The 2014 exhibition Angeli at Piazza dei Miracoli was the last major project Mitoraj completed before his death in October of that year. He had insisted on the location: no site in Italy offers a more powerful conversation between ancient stone and contemporary bronze than the Campo dei Miracoli, where the Cathedral, Baptistery and Leaning Tower have stood for nearly a thousand years. Angelo Caduto has remained at the foot of the tower since the exhibition closed, permanently installed. It joins Icaro as a lasting mark of Mitoraj's profound dialogue with the Italian classical tradition.

The Piazza dei Miracoli — officially the Piazza del Duomo — is a UNESCO World Heritage Site and one of the finest architectural ensembles in the world, comprising the Cathedral (begun 1063), the Baptistery (1152), the Camposanto monumental cemetery, and the famous Leaning Tower. Mitoraj was deeply aware of the weight of this context. His choice to place Angelo Caduto at the foot of the tower — rather than at a discreet distance — was deliberately confrontational, and deliberately humble: a fallen figure at the base of the world's most famous structural imperfection.

Mitoraj had exhibited in Tuscany long before the 2014 Angeli installation: his first significant Italian solo show was held in Florence in 1983, and the region's museums and galleries remained consistent champions of his work throughout his career. For collectors, the Pisa permanents serve as a useful calibration point — both Angelo Caduto and Icaro exist in multiple scaled editions, and understanding which edition number and foundry cast a given work originates from is essential to accurate valuation. The primary foundry for his large bronzes in this period was Fonderia Artistica Battaglia in Milan, whose marks appear on authenticated casts.

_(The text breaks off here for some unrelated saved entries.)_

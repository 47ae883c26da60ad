pub mod navigation;
pub mod report_flow;

pub use navigation::{NavStep, PortalNavigator};
pub use report_flow::{FlowOutput, ReportFlow};
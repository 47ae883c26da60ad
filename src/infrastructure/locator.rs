//! 元素定位器
//!
//! 门户的菜单、按钮和报表表格往往只能通过标题文字识别，
//! 所以定位器在 CSS 选择器之外还支持"包含文字"和"内部选择器"两级收窄。

use std::borrow::Cow;
use std::fmt;

/// 元素定位器
///
/// 解析规则：
/// 1. `css` 匹配所有候选元素
/// 2. 若设置了 `has_text`，只保留渲染文字包含该短语的**最内层**元素
/// 3. 若设置了 `inner`，在每个候选元素内部再执行一次 `querySelector`
#[derive(Debug, Clone, PartialEq, Eq, Hash)]
pub struct Locator {
    css: Cow<'static, str>,
    has_text: Option<Cow<'static, str>>,
    inner: Option<Cow<'static, str>>,
}

impl Locator {
    /// 完整构造（可用于 static 表）
    pub const fn new(
        css: &'static str,
        has_text: Option<&'static str>,
        inner: Option<&'static str>,
    ) -> Self {
        Self {
            css: Cow::Borrowed(css),
            has_text: match has_text {
                Some(text) => Some(Cow::Borrowed(text)),
                None => None,
            },
            inner: match inner {
                Some(inner) => Some(Cow::Borrowed(inner)),
                None => None,
            },
        }
    }

    /// 仅 CSS 选择器
    pub const fn css(css: &'static str) -> Self {
        Self::new(css, None, None)
    }

    /// CSS 选择器 + 文字过滤
    pub const fn with_text(css: &'static str, text: &'static str) -> Self {
        Self::new(css, Some(text), None)
    }

    /// 按 id 定位（JSF 生成的 id 含冒号，不能直接写成 `#form:x`）
    pub fn id(id: impl Into<String>) -> Self {
        Self {
            css: Cow::Owned(format!("[id=\"{}\"]", id.into())),
            has_text: None,
            inner: None,
        }
    }

    /// 运行时构造的 CSS 定位器
    pub fn owned(css: impl Into<String>) -> Self {
        Self {
            css: Cow::Owned(css.into()),
            has_text: None,
            inner: None,
        }
    }

    pub fn css_selector(&self) -> &str {
        &self.css
    }

    pub fn text_filter(&self) -> Option<&str> {
        self.has_text.as_deref()
    }

    pub fn inner_selector(&self) -> Option<&str> {
        self.inner.as_deref()
    }
}

impl fmt::Display for Locator {
    fn fmt(&self, f: &mut fmt::Formatter<'_>) -> fmt::Result {
        write!(f, "{}", self.css)?;
        if let Some(text) = &self.has_text {
            write!(f, ":has-text(\"{}\")", text)?;
        }
        if let Some(inner) = &self.inner {
            write!(f, " >> {}", inner)?;
        }
        Ok(())
    }
}

#[cfg(test)]
mod tests {
    use super::*;

    #[test]
    fn display_includes_every_stage() {
        let loc = Locator::new("tr", Some("Componente Curricular"), Some("select"));
        assert_eq!(
            loc.to_string(),
            "tr:has-text(\"Componente Curricular\") >> select"
        );
    }

    #[test]
    fn id_locator_quotes_jsf_ids() {
        assert_eq!(Locator::id("form:inputAno").to_string(), "[id=\"form:inputAno\"]");
    }

    #[test]
    fn static_and_owned_locators_compare_equal() {
        assert_eq!(Locator::css("ul.erros"), Locator::owned("ul.erros"));
    }
}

Mitoraj's relationship with Pisa extended beyond the Campo dei Miracoli: the Museo Nazionale di San Matteo, housed in a former Benedictine convent along the Arno, held works by Mitoraj in its collection during his lifetime, providing a quieter institutional counterpoint to the grand public installations nearby. For collectors researching provenance, it is worth noting that several bronzes from the 2014 Angeli exhibition were sold through Galleria Forni in Bologna and Contini Galleria in Venice following the show's close, with edition numbers and foundry marks from the Fonderia Mariani in Pietrasanta — Mitoraj's preferred Italian foundry — serving as primary authentication markers. Works cast at Mariani carry consistent documentation that reputable auction houses treat as a strong provenance indicator.

Mitoraj's relationship with bronze foundries in the Pietrasanta area — just forty kilometres north of Pisa along the Versilian coast — gave his Italian works a particular material coherence. He maintained a studio in Pietrasanta from the late 1970s, working closely with local artisans whose techniques descended from Renaissance workshop practice. This proximity meant that many of the bronzes cast for the Angeli exhibition were finished within sight of the Apuan Alps whose marble had supplied Michelangelo and Canova. For collectors, provenance documentation from the Pietrasanta foundry period carries measurable weight at auction: works cast between 1985 and 2014 with verifiable foundry records have consistently commanded premiums of fifteen to twenty percent over comparable casts lacking such documentation, according to results tracked across major European sales.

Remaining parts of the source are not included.